Welcome Avatar!
Today we will be building our first basic odds scraper. We will be using Python only, therefore it is more or less a prerequisite that you have some elementary Python knowledge if you expect to learn something from this overview. However, if you only have familiarity with other languages or even lack programming experience, we will make sure to provide links to different Youtube guides throughout the guide to outline the steps that need to be taken for you to later on be able to follow and make use of this post.

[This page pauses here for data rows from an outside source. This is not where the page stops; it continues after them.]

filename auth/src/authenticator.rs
use chrono::Duration;
use serde::de::DeserializeOwned;
use serde::Serialize;

use crate::jwt::JwtError;
use crate::jwt::TokenCodec;
use crate::jwt::Verified;
use crate::password::PasswordError;
use crate::password::PasswordHasher;

/// Validity windows of the two session tokens.
#[derive(Debug, Clone, Copy, PartialEq, Eq)]
pub struct SessionLifetimes {
    pub access: Duration,
    pub refresh: Duration,
}

impl Default for SessionLifetimes {
    fn default() -> Self {
        Self {
            access: Duration::hours(24),
            refresh: Duration::days(30),
        }
    }
}

/// Authentication coordinator combining password verification and token issuance.
///
/// Issues a short-lived access token and a longer-lived refresh token, both
/// signed with the same secret.
pub struct Authenticator {
    password_hasher: PasswordHasher,
    token_codec: TokenCodec,
    lifetimes: SessionLifetimes,
}

/// Access and refresh token minted together on login.
#[derive(Debug, Clone, PartialEq, Eq)]
pub struct TokenPair {
    pub access_token: String,
    pub refresh_token: String,
}

/// Authentication operation errors.
#[derive(Debug, thiserror::Error)]
pub enum AuthenticationError {
    #[error("Invalid credentials")]
    InvalidCredentials,

    #[error("Password error: {0}")]
    PasswordError(#[from] PasswordError),

    #[error("JWT error: {0}")]
    JwtError(#[from] JwtError),
}

impl Authenticator {
    /// Create a new authenticator with default hashing cost and lifetimes.
    ///
    /// # Arguments
    /// * `jwt_secret` - Secret key for token signing
    ///
    /// # Errors
    /// * `EmptySecret` - Secret has zero length
    pub fn new(jwt_secret: &[u8]) -> Result<Self, JwtError> {
        Ok(Self {
            password_hasher: PasswordHasher::new(),
            token_codec: TokenCodec::new(jwt_secret)?,
            lifetimes: SessionLifetimes::default(),
        })
    }

    /// Replace the password hasher.
    pub fn with_password_hasher(mut self, password_hasher: PasswordHasher) -> Self {
        self.password_hasher = password_hasher;
        self
    }

    /// Replace the token lifetimes.
    pub fn with_lifetimes(mut self, lifetimes: SessionLifetimes) -> Self {
        self.lifetimes = lifetimes;
        self
    }

    pub fn lifetimes(&self) -> SessionLifetimes {
        self.lifetimes
    }

    /// Hash a password for storage.
    ///
    /// # Errors
    /// * `PasswordError` - Hashing operation failed
    pub fn hash_password(&self, password: &str) -> Result<String, PasswordError> {
        self.password_hasher.hash(password)
    }

    /// Verify credentials and mint an access/refresh token pair.
    ///
    /// # Arguments
    /// * `password` - Plaintext password to verify
    /// * `stored_hash` - Stored password hash
    /// * `access_claims` - Claims for the access token
    /// * `refresh_claims` - Claims for the refresh token
    ///
    /// # Returns
    /// TokenPair with both tokens
    ///
    /// # Errors
    /// * `InvalidCredentials` - Password does not match
    /// * `PasswordError` - Stored hash could not be parsed
    /// * `JwtError` - Token generation failed
    pub fn authenticate<A: Serialize, R: Serialize>(
        &self,
        password: &str,
        stored_hash: &str,
        access_claims: &A,
        refresh_claims: &R,
    ) -> Result<TokenPair, AuthenticationError> {
        let is_valid = self.password_hasher.verify(password, stored_hash)?;

        if !is_valid {
            return Err(AuthenticationError::InvalidCredentials);
        }

        let access_token = self
            .token_codec
            .issue(access_claims, self.lifetimes.access)?;
        let refresh_token = self.issue_refresh_token(refresh_claims)?;

        Ok(TokenPair {
            access_token,
            refresh_token,
        })
    }

    /// Mint a refresh token without password verification.
    ///
    /// Used by the refresh flow once the presented refresh token checked out.
    ///
    /// # Errors
    /// * `JwtError` - Token generation failed
    pub fn issue_refresh_token<R: Serialize>(&self, claims: &R) -> Result<String, JwtError> {
        self.token_codec.issue(claims, self.lifetimes.refresh)
    }

    /// Validate and decode a token.
    ///
    /// # Errors
    /// * `JwtError::Rejected` - Token is malformed, tampered or expired
    pub fn validate_token<T: DeserializeOwned>(&self, token: &str) -> Result<Verified<T>, JwtError> {
        self.token_codec.verify(token)
    }
}
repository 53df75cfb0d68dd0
pub mod repositories;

Step 1: Find something you would like to scrape
Suppose we are betting the MLB and for some reason (observing market trends, interested in knowing *when* prices move) would like to scrape the Unibet odds of a night’s games once an hour during the preceding afternoon.
How do we proceed?
Step 2: Download necessary modules and programs
There are a few options here but in this guide we have chosen to go with Selenium. After having installed Python (guide here) and a text editor of your choice (we are using Sublime Text, great guide here), you will need to download Selenium. This is easiest done by running (Mac, Linux)
pip install selenium
or
pip3 install selenium
in terminal or if you are using Windows you run
py -m pip install selenium
in the command line. For a youtube guide on pip, see this video.
Furthermore, to use Selenium you will need to download Chromedriver, an open source tool for automated testing of webapps across many browsers. This is simply done by visiting this site and downloading the version matching your current Chrome version (you find this by clicking the three dots in the upper right corner → Help → About Google Chrome).
When all the installations have been completed, we are now ready to initialize the scraping process.
Autist note: In terms of speed, usage of Selenium is *very slow* compared to alternative strategies such as fetching the data straight from the API the website itself is obtaining its numbers from, hence if one is aiming for speed optimization there are much better approaches than the style used in this substack post.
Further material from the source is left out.